DATASET:
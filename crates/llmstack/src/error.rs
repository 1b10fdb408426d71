//! CLI error types with miette diagnostics.
//!
//! Maps `CoreError` and `ConfigError` into user-facing errors with
//! actionable help text.

use miette::Diagnostic;
use thiserror::Error;

use llmstack_config::ConfigError;
use llmstack_core::CoreError;

/// Process exit codes.
pub mod exit_code {
    pub const GENERAL: i32 = 1;
    pub const USAGE: i32 = 2;
    pub const AUTH: i32 = 3;
    pub const NOT_FOUND: i32 = 4;
    pub const PERMISSION: i32 = 5;
    pub const CONNECTION: i32 = 7;
    pub const TIMEOUT: i32 = 8;
}

#[derive(Debug, Error, Diagnostic)]
pub enum CliError {
    // ── Connection ───────────────────────────────────────────────────
    #[error("Could not connect to server at {url}")]
    #[diagnostic(
        code(llmstack::connection_failed),
        help(
            "Check that the server is running and reachable.\n\
             Reason: {reason}\n\
             Self-signed certificate? Try --insecure (-k)."
        )
    )]
    ConnectionFailed { url: String, reason: String },

    // ── Authentication ───────────────────────────────────────────────
    #[error("Authentication failed: {message}")]
    #[diagnostic(
        code(llmstack::auth_failed),
        help(
            "Verify your API token.\n\
             Run: llmstack config set-token"
        )
    )]
    AuthFailed { message: String },

    #[error("Permission denied: {message}")]
    #[diagnostic(code(llmstack::forbidden))]
    Forbidden { message: String },

    #[error("No credentials configured for profile '{profile}'")]
    #[diagnostic(
        code(llmstack::no_credentials),
        help(
            "Configure credentials with: llmstack config init\n\
             Or set the LLMSTACK_TOKEN environment variable."
        )
    )]
    NoCredentials { profile: String },

    // ── Resources ────────────────────────────────────────────────────
    #[error("{resource_type} '{identifier}' not found")]
    #[diagnostic(
        code(llmstack::not_found),
        help("Run: llmstack {list_command} to see available {resource_type}s")
    )]
    NotFound {
        resource_type: String,
        identifier: String,
        list_command: String,
    },

    // ── API ──────────────────────────────────────────────────────────
    #[error("API error{}: {message}", .status.map(|s| format!(" ({s})")).unwrap_or_default())]
    #[diagnostic(code(llmstack::api_error))]
    ApiError { status: Option<u16>, message: String },

    #[error("Live session failed: {message}")]
    #[diagnostic(code(llmstack::live))]
    Live { message: String },

    // ── Validation ───────────────────────────────────────────────────
    #[error("Invalid value for {field}: {reason}")]
    #[diagnostic(code(llmstack::validation))]
    Validation { field: String, reason: String },

    // ── Configuration ────────────────────────────────────────────────
    #[error("Configuration file not found")]
    #[diagnostic(
        code(llmstack::no_config),
        help(
            "Create one with: llmstack config init\n\
             Or pass --server.\n\
             Expected at: {path}"
        )
    )]
    NoConfig { path: String },

    #[error("Configuration error: {0}")]
    #[diagnostic(code(llmstack::config))]
    Config(String),

    // ── Interactive ──────────────────────────────────────────────────
    #[error("Destructive operation '{action}' requires confirmation")]
    #[diagnostic(
        code(llmstack::confirmation_required),
        help("Use --yes (-y) to skip confirmation in non-interactive contexts.")
    )]
    NonInteractiveRequiresYes { action: String },

    // ── Timeout ──────────────────────────────────────────────────────
    #[error("Request timed out after {seconds}s")]
    #[diagnostic(
        code(llmstack::timeout),
        help("Increase timeout with --timeout or check server responsiveness.")
    )]
    Timeout { seconds: u64 },

    // ── IO / Serialization ────────────────────────────────────────────
    #[error(transparent)]
    Io(#[from] std::io::Error),

    #[error("Invalid JSON: {0}")]
    #[diagnostic(code(llmstack::json), help("Check the JSON contents and try again."))]
    Json(#[from] serde_json::Error),

    #[error("YAML output failed: {0}")]
    Yaml(#[from] serde_yaml::Error),
}

impl CliError {
    /// Map this error to an exit code for process termination.
    pub fn exit_code(&self) -> i32 {
        match self {
            Self::ConnectionFailed { .. } | Self::Live { .. } => exit_code::CONNECTION,
            Self::AuthFailed { .. } | Self::NoCredentials { .. } => exit_code::AUTH,
            Self::Forbidden { .. } => exit_code::PERMISSION,
            Self::NotFound { .. } => exit_code::NOT_FOUND,
            Self::Timeout { .. } => exit_code::TIMEOUT,
            Self::Validation { .. } | Self::NonInteractiveRequiresYes { .. } => exit_code::USAGE,
            _ => exit_code::GENERAL,
        }
    }
}

// ── CoreError → CliError mapping ─────────────────────────────────────

impl From<CoreError> for CliError {
    fn from(err: CoreError) -> Self {
        match err {
            CoreError::ConnectionFailed { url, reason } => CliError::ConnectionFailed { url, reason },
            CoreError::AuthenticationFailed { message } => CliError::AuthFailed { message },
            CoreError::Forbidden { message } => CliError::Forbidden { message },
            CoreError::Timeout { timeout_secs } => CliError::Timeout {
                seconds: timeout_secs,
            },
            CoreError::NotFound { message } => CliError::NotFound {
                resource_type: "resource".into(),
                identifier: message,
                list_command: "--help".into(),
            },
            CoreError::Api { message, status } => CliError::ApiError { status, message },
            CoreError::Live { message } => CliError::Live { message },
            CoreError::Config { message } => CliError::Config(message),
            CoreError::Internal(message) => CliError::ApiError {
                status: None,
                message,
            },
        }
    }
}

impl From<ConfigError> for CliError {
    fn from(err: ConfigError) -> Self {
        match err {
            ConfigError::Validation { field, reason } => CliError::Validation { field, reason },
            ConfigError::NoCredentials { profile } => CliError::NoCredentials { profile },
            ConfigError::Io(e) => CliError::Io(e),
            other => CliError::Config(other.to_string()),
        }
    }
}

#[cfg(test)]
mod tests {
    use super::*;

    #[test]
    fn core_errors_keep_their_exit_codes() {
        let auth: CliError = CoreError::AuthenticationFailed {
            message: "expired".into(),
        }
        .into();
        assert_eq!(auth.exit_code(), exit_code::AUTH);

        let api: CliError = CoreError::Api {
            message: "boom".into(),
            status: Some(500),
        }
        .into();
        assert_eq!(api.to_string(), "API error (500): boom");
        assert_eq!(api.exit_code(), exit_code::GENERAL);
    }

    #[test]
    fn missing_credentials_exit_as_auth() {
        let err: CliError = ConfigError::NoCredentials {
            profile: "work".into(),
        }
        .into();
        assert_eq!(err.exit_code(), exit_code::AUTH);
    }
}
// ── Node subscriptions ──
//
// A consumer that declared interest in a cache node holds a `NodeStream`.
// It sees the node move Uninitialized -> Loading -> Ready and every later
// write, refresh or failure as whole-state snapshots.

use std::pin::Pin;
use std::task::{Context, Poll};

use futures_core::Stream;
use tokio::sync::watch;
use tokio_stream::wrappers::WatchStream;

use crate::store::NodeState;

/// Interest in one cache node.
///
/// `current` is the state this subscriber has acknowledged and only moves
/// when `changed` returns. `latest` peeks at the node without acknowledging,
/// so it can run ahead of `current`. Intermediate states are coalesced: a
/// slow subscriber sees the newest state, not every step.
pub struct NodeStream<T: Send + Sync + 'static> {
    seen: NodeState<T>,
    receiver: watch::Receiver<NodeState<T>>,
}

impl<T: Send + Sync + 'static> NodeStream<T> {
    pub(crate) fn new(mut receiver: watch::Receiver<NodeState<T>>) -> Self {
        let seen = receiver.borrow_and_update().clone();
        Self { seen, receiver }
    }

    /// Last acknowledged state: at subscription, or from the last `changed`.
    pub fn current(&self) -> &NodeState<T> {
        &self.seen
    }

    /// The node's state right now. Does not acknowledge it.
    pub fn latest(&self) -> NodeState<T> {
        self.receiver.borrow().clone()
    }

    /// Wait until the node commits something this subscriber has not seen.
    ///
    /// Stale fetch results dropped by the node do not wake it. `None` once
    /// the node itself is gone.
    pub async fn changed(&mut self) -> Option<NodeState<T>> {
        self.receiver.changed().await.ok()?;
        self.seen = self.receiver.borrow_and_update().clone();
        Some(self.seen.clone())
    }

    pub fn into_stream(self) -> NodeWatchStream<T> {
        NodeWatchStream {
            inner: WatchStream::new(self.receiver),
        }
    }
}

/// [`NodeStream`] as a `Stream`: the node's state at conversion, then one
/// item per committed change.
pub struct NodeWatchStream<T: Send + Sync + 'static> {
    inner: WatchStream<NodeState<T>>,
}

impl<T: Send + Sync + 'static> Stream for NodeWatchStream<T> {
    type Item = NodeState<T>;

    fn poll_next(mut self: Pin<&mut Self>, cx: &mut Context<'_>) -> Poll<Option<Self::Item>> {
        Pin::new(&mut self.inner).poll_next(cx)
    }
}

#[cfg(test)]
#[allow(clippy::unwrap_used)]
mod tests {
    use tokio_stream::StreamExt;

    use crate::store::{CacheNode, NodeStatus};

    fn node() -> CacheNode<Vec<u32>> {
        CacheNode::new("numbers", || async { Ok(vec![1]) })
    }

    #[tokio::test]
    async fn latest_runs_ahead_of_current_until_changed() {
        let node = node();
        let mut sub = node.subscribe();

        node.write(vec![2]);
        assert_eq!(sub.current().status, NodeStatus::Uninitialized);
        assert_eq!(*sub.latest().value, vec![2]);

        let seen = sub.changed().await.unwrap();
        assert_eq!(*seen.value, vec![2]);
        assert_eq!(*sub.current().value, vec![2]);
    }

    #[tokio::test]
    async fn stream_yields_state_at_conversion_then_commits() {
        let node = node();
        node.write(vec![3]);
        let mut stream = node.subscribe().into_stream();

        assert_eq!(*stream.next().await.unwrap().value, vec![3]);
        node.write(vec![4]);
        assert_eq!(*stream.next().await.unwrap().value, vec![4]);
    }
}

TASK TO COMPLETE: Show the lines from the data above that contain the string "every".

RESPONSE FOR THIS EXERCISE:
// It sees the node move Uninitialized -> Loading -> Ready and every later
/// slow subscriber sees the newest state, not every step.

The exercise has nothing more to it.